Host Hotels Earnings: Hotel Operations Decline as Expense Growth Outpaces Revenue Growth
Host Hotels and Resorts HST reported second-quarter results that were mixed compared with our estimates, though we didn’t see anything in the quarter that would materially change our $23 fair value estimate for the no-moat company. Occupancy increased only 20 basis points year over year to 74.2% in the second quarter. Average daily rate improved 2.4%, leading to revenue per available room growth of just 2.7%, which missed our 8.8% estimate. However, while comparable operating expense growth of 11.3% outpaced revenue growth in the quarter, the reported figure was lower than our estimate of 18.5% operating expense growth. As a result, hotel EBITDA declined 8.8% in the second quarter, slightly better than our estimate of a 14.0% decline. Host reported second-quarter adjusted funds from operations of $0.53 per share, which is $0.05 below the $0.58 figure the company reported in the second quarter of 2022 but in line with our $0.52 estimate.

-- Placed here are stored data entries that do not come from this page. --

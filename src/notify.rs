//! Outbound notifications: fire-and-forget delivery of moderation events.
//!
//! Engines push events into an unbounded in-process queue and move on. A single
//! background worker hands each event to every enabled [`NotifyChannel`].
//! Delivery failures are logged and dropped, never retried.

use std::sync::Arc;
use std::time::Duration;

use async_trait::async_trait;
use chrono::{DateTime, Utc};
use serde::Serialize;
use tokio::sync::mpsc;
use tracing::{debug, error, info, warn};

use crate::domain::{category_label, Category, ConversationId, Task};
use crate::error::ChannelError;

/// Events produced by the submission and moderation flows.
#[derive(Clone, Debug, Serialize, PartialEq)]
#[serde(tag = "event", rename_all = "snake_case")]
pub enum NotifyEvent {
    /// A contributor submission is waiting for the curator.
    SubmissionQueued {
        recipient: ConversationId,
        task_id: i64,
        submitted_by: ConversationId,
        summary: String,
        timestamp: DateTime<Utc>,
    },
    SubmissionAccepted {
        recipient: ConversationId,
        task_id: i64,
        summary: String,
        timestamp: DateTime<Utc>,
    },
    SubmissionRejected {
        recipient: ConversationId,
        task_id: i64,
        summary: String,
        timestamp: DateTime<Utc>,
    },
}

/// Short human description used in notification texts.
pub fn task_summary(task: &Task) -> String {
    match task.category {
        Category::Demo => format!("{}, {}, полугодие {}", task.subject, category_label(task.category), task.semester.unwrap_or(0)),
        Category::ControlWork => format!(
            "{}, {}, полугодие {}, задание {}",
            task.subject,
            category_label(task.category),
            task.semester.unwrap_or(0),
            task.task_order.unwrap_or(0)
        ),
        _ => format!(
            "{}, {}, урок {}, задание {}",
            task.subject,
            category_label(task.category),
            task.lesson_order.unwrap_or(0),
            task.task_order.unwrap_or(0)
        ),
    }
}

impl NotifyEvent {
    pub fn queued(curator: ConversationId, task: &Task) -> Self {
        NotifyEvent::SubmissionQueued {
            recipient: curator,
            task_id: task.id,
            submitted_by: task.submitted_by,
            summary: task_summary(task),
            timestamp: Utc::now(),
        }
    }

    pub fn accepted(task: &Task) -> Self {
        NotifyEvent::SubmissionAccepted {
            recipient: task.submitted_by,
            task_id: task.id,
            summary: task_summary(task),
            timestamp: Utc::now(),
        }
    }

    pub fn rejected(task: &Task) -> Self {
        NotifyEvent::SubmissionRejected {
            recipient: task.submitted_by,
            task_id: task.id,
            summary: task_summary(task),
            timestamp: Utc::now(),
        }
    }

    pub fn recipient(&self) -> ConversationId {
        match self {
            NotifyEvent::SubmissionQueued { recipient, .. }
            | NotifyEvent::SubmissionAccepted { recipient, .. }
            | NotifyEvent::SubmissionRejected { recipient, .. } => *recipient,
        }
    }

    /// Message text for the recipient.
    pub fn text(&self) -> String {
        match self {
            NotifyEvent::SubmissionQueued { task_id, submitted_by, summary, .. } => {
                format!("📬 Новое задание на модерацию!\n#{task_id}: {summary}\nОт: {submitted_by}")
            }
            NotifyEvent::SubmissionAccepted { summary, .. } => format!("🎉 Ваше задание «{summary}» одобрено!"),
            NotifyEvent::SubmissionRejected { summary, .. } => {
                format!("😔 К сожалению, ваше задание «{summary}» было отклонено модератором.")
            }
        }
    }
}

/// Trait for notification channels.
#[async_trait]
pub trait NotifyChannel: Send + Sync {
    /// Get the name of this channel.
    fn name(&self) -> &'static str;

    /// Send a notification event to this channel.
    async fn send(&self, event: &NotifyEvent) -> Result<(), ChannelError>;
}

/// Always-on channel: writes the event to the log.
pub struct LogChannel;

#[async_trait]
impl NotifyChannel for LogChannel {
    fn name(&self) -> &'static str {
        "log"
    }

    async fn send(&self, event: &NotifyEvent) -> Result<(), ChannelError> {
        info!(target: "notify", recipient = event.recipient(), text = %event.text(), "Notification");
        Ok(())
    }
}

#[derive(Serialize)]
struct WebhookPayload<'a> {
    recipient: ConversationId,
    text: String,
    event: &'a NotifyEvent,
}

/// Posts each event as JSON to a chat-transport webhook.
pub struct WebhookChannel {
    url: String,
    client: reqwest::Client,
}

impl WebhookChannel {
    pub fn new(url: String) -> Result<Self, ChannelError> {
        let client = reqwest::Client::builder().timeout(Duration::from_secs(10)).build()?;
        Ok(Self { url, client })
    }
}

#[async_trait]
impl NotifyChannel for WebhookChannel {
    fn name(&self) -> &'static str {
        "webhook"
    }

    async fn send(&self, event: &NotifyEvent) -> Result<(), ChannelError> {
        let payload = WebhookPayload { recipient: event.recipient(), text: event.text(), event };
        let response = self.client.post(&self.url).json(&payload).send().await?;
        if !response.status().is_success() {
            return Err(ChannelError::Status(response.status()));
        }
        debug!(target: "notify", url = %self.url, "Webhook delivered");
        Ok(())
    }
}

/// Producer handle, cheap to clone.
#[derive(Clone, Debug)]
pub struct Notifier {
    tx: Option<mpsc::UnboundedSender<NotifyEvent>>,
}

/// Consumer half; run it on a background task.
pub struct NotifyQueue {
    rx: mpsc::UnboundedReceiver<NotifyEvent>,
}

impl Notifier {
    pub fn channel() -> (Notifier, NotifyQueue) {
        let (tx, rx) = mpsc::unbounded_channel();
        (Notifier { tx: Some(tx) }, NotifyQueue { rx })
    }

    /// Notifier that drops everything (NOTIFY_DISABLED).
    pub fn disabled() -> Self {
        Notifier { tx: None }
    }

    /// Enqueue without waiting.
    pub fn notify(&self, event: NotifyEvent) {
        let Some(tx) = &self.tx else {
            debug!(target: "notify", "Notifications disabled, skipping event");
            return;
        };
        if tx.send(event).is_err() {
            warn!(target: "notify", "Notification worker stopped; event dropped");
        }
    }
}

impl NotifyQueue {
    /// Deliver events until every [`Notifier`] is dropped.
    pub async fn run(mut self, channels: Vec<Arc<dyn NotifyChannel>>) {
        info!(target: "notify", channel_count = channels.len(), "Notification worker started");
        while let Some(event) = self.rx.recv().await {
            for channel in &channels {
                if let Err(e) = channel.send(&event).await {
                    error!(target: "notify", channel = channel.name(), error = %e, "Failed to send notification");
                }
            }
        }
        info!(target: "notify", "Notification worker stopped");
    }

    #[cfg(test)]
    pub fn drain(&mut self) -> Vec<NotifyEvent> {
        let mut out = vec![];
        while let Ok(e) = self.rx.try_recv() {
            out.push(e);
        }
        out
    }
}

#[cfg(test)]
mod tests {
    use super::*;
    use crate::domain::{TaskLink, Tier};
    use std::sync::Mutex;

    struct Recording(Arc<Mutex<Vec<NotifyEvent>>>);

    #[async_trait]
    impl NotifyChannel for Recording {
        fn name(&self) -> &'static str {
            "recording"
        }
        async fn send(&self, event: &NotifyEvent) -> Result<(), ChannelError> {
            self.0.lock().unwrap().push(event.clone());
            Ok(())
        }
    }

    struct Failing;

    #[async_trait]
    impl NotifyChannel for Failing {
        fn name(&self) -> &'static str {
            "failing"
        }
        async fn send(&self, _event: &NotifyEvent) -> Result<(), ChannelError> {
            Err(ChannelError::Status(reqwest::StatusCode::BAD_GATEWAY))
        }
    }

    fn task() -> Task {
        Task {
            id: 3,
            link: TaskLink { lesson_number: "1".into(), task_number: "2".into() },
            grade: 9,
            subject: "Физика".into(),
            tier: Tier::Regular,
            category: Category::Homework,
            lesson_order: Some(4),
            task_order: Some(2),
            variant: None,
            semester: None,
            media: vec![],
            created_at: Utc::now(),
            is_moderated: false,
            submitted_by: 55,
        }
    }

    #[tokio::test]
    async fn worker_delivers_past_a_failing_channel() {
        let (notifier, queue) = Notifier::channel();
        let seen = Arc::new(Mutex::new(vec![]));
        let channels: Vec<Arc<dyn NotifyChannel>> = vec![Arc::new(Failing), Arc::new(Recording(seen.clone()))];
        let worker = tokio::spawn(queue.run(channels));

        notifier.notify(NotifyEvent::accepted(&task()));
        notifier.notify(NotifyEvent::rejected(&task()));
        drop(notifier);
        worker.await.unwrap();

        let seen = seen.lock().unwrap();
        assert_eq!(seen.len(), 2);
        assert_eq!(seen[0].recipient(), 55);
    }

    #[test]
    fn queued_event_goes_to_curator() {
        let e = NotifyEvent::queued(1, &task());
        assert_eq!(e.recipient(), 1);
        assert!(e.text().contains("Физика, Домашняя работа, урок 4, задание 2"));
        let v = serde_json::to_value(&e).unwrap();
        assert_eq!(v["event"], "submission_queued");
    }

    #[test]
    fn disabled_notifier_drops_silently() {
        Notifier::disabled().notify(NotifyEvent::accepted(&task()));
    }
}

Management explained that the second quarter dealt with a difficult comparison to 2022 as a surge in coronavirus cases in the first quarter of 2022 caused many leisure travelers to rebook plans in the second quarter. Additionally, management said results were hurt by an increase in outbound international travel without a corresponding increase in inbound international travel. As a result, revPAR results at resort-style properties were down in the quarter. However, group travel continues to pick up, with total revenue from the group segment up 4.2% year over year. Management did lower 2023 revPAR guidance by 100 basis points at the midpoint to a new range of 7.0% to 9.0%, which it says implies low single-digit growth in the second half that is relatively in line with our 4.9% revPAR growth estimate for the second half of the year.